impl PairWorker<'_> {
    async fn run(&mut self, steps: &[PlanStep]) -> DoppelResult<()> {
        for step in steps {
            self.cancel.check()?;
            let path = self.pair.node(step.node).pair_relative_path().clone();
            self.reporter.report_status(format!("{} {path}", step.operation));

            match self.apply(*step).await {
                Ok(()) => tracing::debug!(%path, operation = %step.operation, "done"),
                Err(DoppelError::Cancelled) => return Err(DoppelError::Cancelled),
                Err(e @ DoppelError::ContractViolation(_)) => return Err(e),
                Err(e) => self
                    .reporter
                    .report_error(format!("Cannot {} {path}: {e}", step.operation)),
            }
            self.reporter.add_progress(1, 0);
        }
        Ok(())
    }

    fn backend(&self, side: Side) -> &dyn StorageBackend {
        self.backends[side_index(side)].as_ref()
    }

    fn path(&self, id: NodeId, side: Side) -> AfsPath {
        self.pair.abstract_path(id, side).afs_path().clone()
    }

    fn copy_options(&self) -> CopyOptions {
        CopyOptions {
            copy_permissions: self.options.copy_permissions,
        }
    }

    async fn apply(&mut self, step: PlanStep) -> DoppelResult<()> {
        let pair = self.pair;
        let node = pair.node(step.node);
        let target = step.operation.target_side().ok_or_else(|| {
            DoppelError::ContractViolation(format!("{} is not an executable step", step.operation))
        })?;
        let source = target.opposite();
        let source_path = self.path(step.node, source);
        let target_path = self.path(step.node, target);

        let reporter = self.reporter;
        let cancel = self.cancel;
        let on_bytes: &IoCallback<'_> = &move |bytes: u64| {
            reporter.add_progress(0, bytes);
            cancel.check()
        };

        match step.operation {
            SyncOperation::CreateLeft | SyncOperation::CreateRight => match node.item_type() {
                ItemType::Folder => self.backend(target).create_folder(&target_path).await,
                ItemType::File => {
                    let result = copy_file_transactional(
                        Location::new(self.backend(source), &source_path),
                        Location::new(self.backend(target), &target_path),
                        self.copy_options(),
                        Some(on_bytes),
                        self.cancel,
                    )
                    .await?;
                    self.note_copy_warnings(&target_path, target, &result);
                    Ok(())
                }
                ItemType::Symlink => {
                    copy_symlink(
                        Location::new(self.backend(source), &source_path),
                        Location::new(self.backend(target), &target_path),
                        self.copy_options(),
                    )
                    .await
                }
            },
            SyncOperation::UpdateLeft | SyncOperation::UpdateRight => match node.item_type() {
                ItemType::File => {
                    let (temp, result) = copy_to_temp(
                        Location::new(self.backend(source), &source_path),
                        Location::new(self.backend(target), &target_path),
                        self.copy_options(),
                        Some(on_bytes),
                        self.cancel,
                    )
                    .await?;
                    match self.remove_item(step.node, target, ItemType::File).await {
                        Ok(true) => {}
                        Ok(false) => {
                            let _ = self.backend(target).remove_file(&temp).await;
                            return Err(DoppelError::Unsupported(
                                "old version cannot be moved to the recycle bin".to_string(),
                            ));
                        }
                        Err(e) => {
                            let _ = self.backend(target).remove_file(&temp).await;
                            return Err(e);
                        }
                    }
                    commit_temp(self.backend(target), &temp, &target_path).await?;
                    self.note_copy_warnings(&target_path, target, &result);
                    Ok(())
                }
                ItemType::Symlink => {
                    if !self.remove_item(step.node, target, ItemType::Symlink).await? {
                        return Err(DoppelError::Unsupported(
                            "old link cannot be moved to the recycle bin".to_string(),
                        ));
                    }
                    copy_symlink(
                        Location::new(self.backend(source), &source_path),
                        Location::new(self.backend(target), &target_path),
                        self.copy_options(),
                    )
                    .await
                }
                ItemType::Folder => Err(DoppelError::ContractViolation(format!(
                    "folder {} cannot be updated",
                    node.pair_relative_path()
                ))),
            },
            SyncOperation::DeleteLeft | SyncOperation::DeleteRight => {
                self.remove_item(step.node, target, node.item_type()).await.map(|_| ())
            }
            SyncOperation::MoveLeftTo | SyncOperation::MoveRightTo => {
                let from = node.move_ref().ok_or_else(|| {
                    DoppelError::ContractViolation(format!("move target {} has no source", node.pair_relative_path()))
                })?;
                let from_path = self.path(from, target);
                let backend = self.backend(target);
                move_item(
                    Location::new(backend, &from_path),
                    Location::new(backend, &target_path),
                    pair.node(from).item_type(),
                    self.copy_options(),
                    Some(on_bytes),
                    self.cancel,
                )
                .await
            }
            other => Err(DoppelError::ContractViolation(format!("{other} is not an executable step"))),
        }
    }

    /// Delete or recycle one item. Returns false when the recycle bin of
    /// `side` is unavailable and the item was left in place.
    async fn remove_item(&mut self, id: NodeId, side: Side, item_type: ItemType) -> DoppelResult<bool> {
        let path = self.path(id, side);
        match self.options.deletion {
            DeletionPolicy::Permanent => {
                let backend = self.backend(side);
                match item_type {
                    ItemType::File => backend.remove_file(&path).await?,
                    ItemType::Symlink => backend.remove_symlink(&path).await?,
                    // may still hold temp files and excluded items
                    ItemType::Folder => backend.remove_folder_recursive(&path).await?,
                }
                Ok(true)
            }
            DeletionPolicy::RecycleBin => {
                let item = self.pair.abstract_path(id, side);
                let logical = self.pair.relative_path(id, side);
                match self.recycler(side).await {
                    Some(session) => {
                        session.recycle_item(&item, &logical).await?;
                        Ok(true)
                    }
                    None => {
                        tracing::debug!(item = %item, "recycle bin unavailable, item kept");
                        Ok(false)
                    }
                }
            }
        }
    }

    async fn recycler(&mut self, side: Side) -> Option<&mut Box<dyn RecycleSession>> {
        let slot = side_index(side);
        if matches!(self.recyclers[slot], Recycler::NotStarted) {
            let pair = self.pair;
            let base = pair.base(side);
            self.recyclers[slot] = match self.backends[slot].create_recycle_session(base.afs_path()).await {
                Ok(session) => Recycler::Active(session),
                Err(e) => {
                    self.reporter.report_error(format!(
                        "Cannot use the recycle bin for {base}, items there are not deleted: {e}"
                    ));
                    Recycler::Unavailable
                }
            };
        }
        match &mut self.recyclers[slot] {
            Recycler::Active(session) => Some(session),
            Recycler::NotStarted | Recycler::Unavailable => None,
        }
    }

    async fn finalize_recycling(&mut self) {
        for slot in 0..2 {
            if let Recycler::Active(session) = &mut self.recyclers[slot] {
                // staged items must reach the bin even after cancellation
                match session.finalize(&CancelToken::new()).await {
                    Ok(report) => {
                        tracing::debug!(recycled = report.recycled, "recycle session finished");
                        for (item, error) in report.failures {
                            self.reporter
                                .report_warning(format!("{item} was kept in the recycle folder: {error}"));
                        }
                    }
                    Err(e) => self.reporter.report_warning(format!("Cannot finish recycling: {e}")),
                }
            }
            self.recyclers[slot] = Recycler::NotStarted;
        }
    }

    fn note_copy_warnings(&self, target_path: &AfsPath, side: Side, result: &CopyResult) {
        let shown = || self.backend(side).display_path(target_path);
        if let Some(error) = &result.error_mod_time {
            self.reporter
                .report_warning(format!("Cannot set modification time of {}: {error}", shown()));
        }
        if let Some(error) = &result.error_permissions {
            self.reporter
                .report_warning(format!("Cannot copy permissions to {}: {error}", shown()));
        }
    }
}
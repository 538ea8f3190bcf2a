// SPDX-License-Identifier: AGPL-3.0-or-later
//! Cooperative cancellation

use std::sync::atomic::{AtomicBool, Ordering};
use std::sync::Arc;

use crate::error::{DoppelError, DoppelResult};

/// Shared cancellation flag. Clones observe the same flag.
///
/// Long-running work polls [`CancelToken::check`] between I/O blocks and
/// between items; an operation interrupted this way leaves no partial
/// target behind.
#[derive(Debug, Clone, Default)]
pub struct CancelToken {
    flag: Arc<AtomicBool>,
}

impl CancelToken {
    pub fn new() -> Self {
        Self::default()
    }

    pub fn cancel(&self) {
        self.flag.store(true, Ordering::SeqCst);
    }

    pub fn is_cancelled(&self) -> bool {
        self.flag.load(Ordering::SeqCst)
    }

    pub fn check(&self) -> DoppelResult<()> {
        if self.is_cancelled() {
            Err(DoppelError::Cancelled)
        } else {
            Ok(())
        }
    }
}

#[cfg(test)]
mod tests {
    use super::*;

    #[test]
    fn test_clones_share_flag() {
        let token = CancelToken::new();
        let clone = token.clone();
        assert!(token.check().is_ok());
        clone.cancel();
        assert!(token.is_cancelled());
        assert!(matches!(token.check(), Err(DoppelError::Cancelled)));
    }
}
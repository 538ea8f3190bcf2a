// SPDX-License-Identifier: AGPL-3.0-or-later
//! File streams on the local filesystem

use async_trait::async_trait;
use doppel_core::{
    backend::{FinalizeResult, InputStream, OutputStream},
    item::{from_unix_time, to_unix_time},
    DoppelError, DoppelResult, StreamAttributes,
};
use std::path::PathBuf;
use tokio::fs::{File, OpenOptions};
use tokio::io::{AsyncReadExt, AsyncWriteExt};

use super::{file_id, io_err};

const BLOCK_SIZE: usize = 128 * 1024;

pub struct NativeInputStream {
    file: File,
    path: PathBuf,
}

impl NativeInputStream {
    pub async fn open(path: PathBuf) -> DoppelResult<Self> {
        let file = File::open(&path).await.map_err(io_err("open", &path))?;
        Ok(Self { file, path })
    }

    pub async fn stat(&self) -> DoppelResult<StreamAttributes> {
        let meta = self.file.metadata().await.map_err(io_err("stat", &self.path))?;
        Ok(StreamAttributes {
            mod_time: meta.modified().map(to_unix_time).unwrap_or_default(),
            size: meta.len(),
            file_id: file_id(&meta),
        })
    }
}

#[async_trait]
impl InputStream for NativeInputStream {
    async fn read(&mut self, buf: &mut [u8]) -> DoppelResult<usize> {
        let mut filled = 0;
        while filled < buf.len() {
            let n = self
                .file
                .read(&mut buf[filled..])
                .await
                .map_err(io_err("read", &self.path))?;
            if n == 0 {
                break;
            }
            filled += n;
        }
        Ok(filled)
    }

    fn block_size(&self) -> usize {
        BLOCK_SIZE
    }

    async fn attributes(&mut self) -> DoppelResult<Option<StreamAttributes>> {
        self.stat().await.map(Some)
    }
}

/// New file that is deleted again unless [`OutputStream::finalize`] completes.
pub struct NativeOutputStream {
    file: Option<File>,
    path: PathBuf,
    mod_time: Option<i64>,
    finalized: bool,
}

impl NativeOutputStream {
    pub async fn create(path: PathBuf, stream_size: Option<u64>, mod_time: Option<i64>) -> DoppelResult<Self> {
        let file = OpenOptions::new()
            .write(true)
            .create_new(true)
            .open(&path)
            .await
            .map_err(io_err("create", &path))?;

        let stream = Self {
            file: Some(file),
            path,
            mod_time,
            finalized: false,
        };
        if let (Some(size), Some(file)) = (stream_size, stream.file.as_ref()) {
            preallocate(file, size, &stream.path);
        }
        Ok(stream)
    }
}

#[async_trait]
impl OutputStream for NativeOutputStream {
    async fn write(&mut self, data: &[u8]) -> DoppelResult<()> {
        let file = self
            .file
            .as_mut()
            .ok_or_else(|| DoppelError::ContractViolation("write after finalize".into()))?;
        file.write_all(data).await.map_err(io_err("write", &self.path))
    }

    async fn finalize(&mut self) -> DoppelResult<FinalizeResult> {
        let mut file = self
            .file
            .take()
            .ok_or_else(|| DoppelError::ContractViolation("stream finalized twice".into()))?;
        file.flush().await.map_err(io_err("write", &self.path))?;
        let meta = file.metadata().await.map_err(io_err("stat", &self.path))?;
        self.finalized = true;

        let mut result = FinalizeResult {
            file_id: file_id(&meta),
            error_mod_time: None,
        };
        if let Some(mod_time) = self.mod_time {
            let std_file = file.into_std().await;
            let outcome = tokio::task::spawn_blocking(move || std_file.set_modified(from_unix_time(mod_time))).await;
            result.error_mod_time = match outcome {
                Ok(Ok(())) => None,
                Ok(Err(e)) => Some(e.to_string()),
                Err(e) => Some(e.to_string()),
            };
        }
        Ok(result)
    }
}

impl Drop for NativeOutputStream {
    fn drop(&mut self) {
        if !self.finalized {
            drop(self.file.take());
            if let Err(e) = std::fs::remove_file(&self.path) {
                tracing::warn!(path = %self.path.display(), error = %e, "cannot remove incomplete file");
            }
        }
    }
}

/// Reserve `size` bytes without changing the file length. Failures are only logged.
#[cfg(target_os = "linux")]
fn preallocate(file: &File, size: u64, path: &std::path::Path) {
    use std::os::unix::io::AsRawFd;
    if size == 0 {
        return;
    }
    let fd = file.as_raw_fd();
    // SAFETY: fd belongs to an open file owned by `file` for the whole call.
    let rc = unsafe { libc::fallocate(fd, libc::FALLOC_FL_KEEP_SIZE, 0, size as libc::off_t) };
    if rc != 0 {
        let err = std::io::Error::last_os_error();
        tracing::debug!(path = %path.display(), error = %err, "preallocation skipped");
    }
}

#[cfg(not(target_os = "linux"))]
fn preallocate(_file: &File, _size: u64, _path: &std::path::Path) {}
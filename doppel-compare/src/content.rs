// SPDX-License-Identifier: AGPL-3.0-or-later
//! Byte-level comparison

use doppel_core::{AfsPath, CancelToken, DoppelResult, ProgressReporter, StorageBackend};

/// Compare two files block by block. Stops at the first differing block.
pub async fn files_have_same_content(
    left: &dyn StorageBackend,
    left_path: &AfsPath,
    right: &dyn StorageBackend,
    right_path: &AfsPath,
    reporter: &ProgressReporter,
    cancel: &CancelToken,
) -> DoppelResult<bool> {
    let mut left_in = left.open_input_stream(left_path).await?;
    let mut right_in = right.open_input_stream(right_path).await?;
    let block = left_in.block_size().max(right_in.block_size()).max(4096);
    let mut left_buf = vec![0u8; block];
    let mut right_buf = vec![0u8; block];

    loop {
        cancel.check()?;
        let l = left_in.read(&mut left_buf).await?;
        let r = right_in.read(&mut right_buf).await?;
        reporter.add_progress(0, (l + r) as u64);
        if l != r || left_buf[..l] != right_buf[..r] {
            return Ok(false);
        }
        if l < block {
            return Ok(true);
        }
    }
}

/// Compare symlink targets as raw bytes.
pub async fn symlinks_have_same_target(
    left: &dyn StorageBackend,
    left_path: &AfsPath,
    right: &dyn StorageBackend,
    right_path: &AfsPath,
) -> DoppelResult<bool> {
    let l = left.read_symlink_target(left_path).await?;
    let r = right.read_symlink_target(right_path).await?;
    Ok(l == r)
}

WHAT THE TASK ASKS
Wherever a line above contains "OpenOptions", copy that line.

YOUR SOLUTION
use tokio::fs::{File, OpenOptions};
        let file = OpenOptions::new()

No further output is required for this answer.